Certains rituels spécifiques ont pour but de recréer une identité au défunt et consistent à le transformer en ancêtre. La transformation du mort en ancêtre est matérialisée dans certaines cultures par l’édification d’un autel commémoratif appelé ‘Assin’’, en forme de parasol en fer orné de figurines. Lors des cérémonies familiales d’hommages aux ancêtres, la prêtresse de la famille se charge de faire des prières et des offrandes. Des animaux sont souvent immolés et leur sang est répandu sur les ‘’Assin’’. Le sang est l’offrande ultime car il possède une force vitale qui passe par la mort de l’animal et qui transfère la vie à l’ancêtre. Les officiants proclament alors successivement les noms des ancêtres et les louanges qui les accompagnent. Ils réactualisent la présence des défunts parmi les vivants et les honorent par des prières et des offrandes pour pouvoir bénéficier de leur bienveillance. Les cérémonies d’hommages aux défunts et la dévotion due aux ancêtres s’inscrivent dans une volonté d’harmonie entre l’au-delà et le monde physique. « Les familles en crise retrouvent l’union au cours de ces occasions où les morts sont célébrés », explique le sociologue Jacques Aguia-Daho.

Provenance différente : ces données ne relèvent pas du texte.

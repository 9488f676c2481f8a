//! One-call entry point: route a language, build the backend, run, clean up.

use crate::config::PocketConfig;
use crate::errors::ExecutorError;
use crate::executors::{resolve_environment, CodeExecutor, ExecutionResult, RuntimeFactory};

pub struct Dispatcher {
    factory: RuntimeFactory,
}

impl Dispatcher {
    pub fn new(factory: RuntimeFactory) -> Self {
        Self { factory }
    }

    pub fn from_config(config: PocketConfig) -> Self {
        Self::new(RuntimeFactory::new(config))
    }

    /// Execute `code` as `language` on whichever backend the language routes to.
    ///
    /// Sandbox runs get a session of their own that is torn down before this
    /// returns, so concurrent calls never share a sandbox. `Err` means the
    /// backend could not be brought up at all; every other failure is in the
    /// returned result.
    pub async fn run(&self, code: &str, language: &str) -> Result<ExecutionResult, ExecutorError> {
        let env = resolve_environment(language);
        log::debug!("Routing {} to {}", env.language, env.kind);

        let backend = self.factory.create_runtime(&env)?;
        backend.prepare().await?;

        let outcome = backend.execute_code(code, &env.language).await;

        if let Err(e) = backend.release().await {
            log::warn!("Failed to release {} backend: {}", env.kind, e);
        }
        outcome
    }
}

impl Default for Dispatcher {
    fn default() -> Self {
        Self::new(RuntimeFactory::default())
    }
}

Une vie au-delà de la mort

Selon la plupart des religions, ce sont les actes sur terre qui conditionnent la vie post mortem, au paradis ou en enfer. Pour Rafiou un fidèle musulman, la croyance en l’au-delà rend les gens responsables, craignant Dieu. Pour d’autres, la miséricorde de Dieu est en rapport avec l’existence d’une vie après la mort. « Les attributs de justice et de miséricorde de Dieu n’auraient plus de sens si la vie après la mort n’existait pas », précise Lucien, fidèle catholique de la Paroisse Ste Famille de Tankpe. Outre le paradis et l’enfer, la religion chrétienne catholique parle aussi du purgatoire. « Il y a des gens qui malgré leurs efforts pour rester dans la volonté de Dieu ici-bas n’y arrivent toujours pas. Ceux-là ont un temps de purification au purgatoire avant d’entrer dans le royaume de Dieu », explique Ange Gabin Ganye, prêtre. A ceux qui séjournent au purgatoire, l’Eglise catholique recommande la prière et des messes en leur intention. « Les messes en l’honneur des morts permettent de réaffirmer les liens qui nous unissent à nos défunts. Grâce à nos prières et à ces messes dédiées aux défunts, ils ne tombent pas dans l’oubli et certaines âmes sortent du purgatoire », déclare Christine, couturière et fidèle catholique. Les adeptes des religions endogènes quant à eux croient en un principe supérieur, souffle vital ou âme, qui réside dans les lieux où les objets. A la mort d’une personne, son âme se transforme en esprit qui peut venir aider les vivants ou se mélanger au monde des quatre éléments : l’eau, l’air, le feu et la terre. « Les sociétés qui ont maintenu les rites de passage vivent plus aisément la présence des morts », déclare Jacques Aguia-Daho sociologue. La mort marque la fin d’une étape, et non de la vie. Les différentes religions malgré la diversité des rites funéraires, croient en l’existence d’une vie après la mort. Ainsi, les morts ne sont pas morts. Ils sont dans l’eau qui coule, dans le feu qui brûle, dans le vent qui souffle.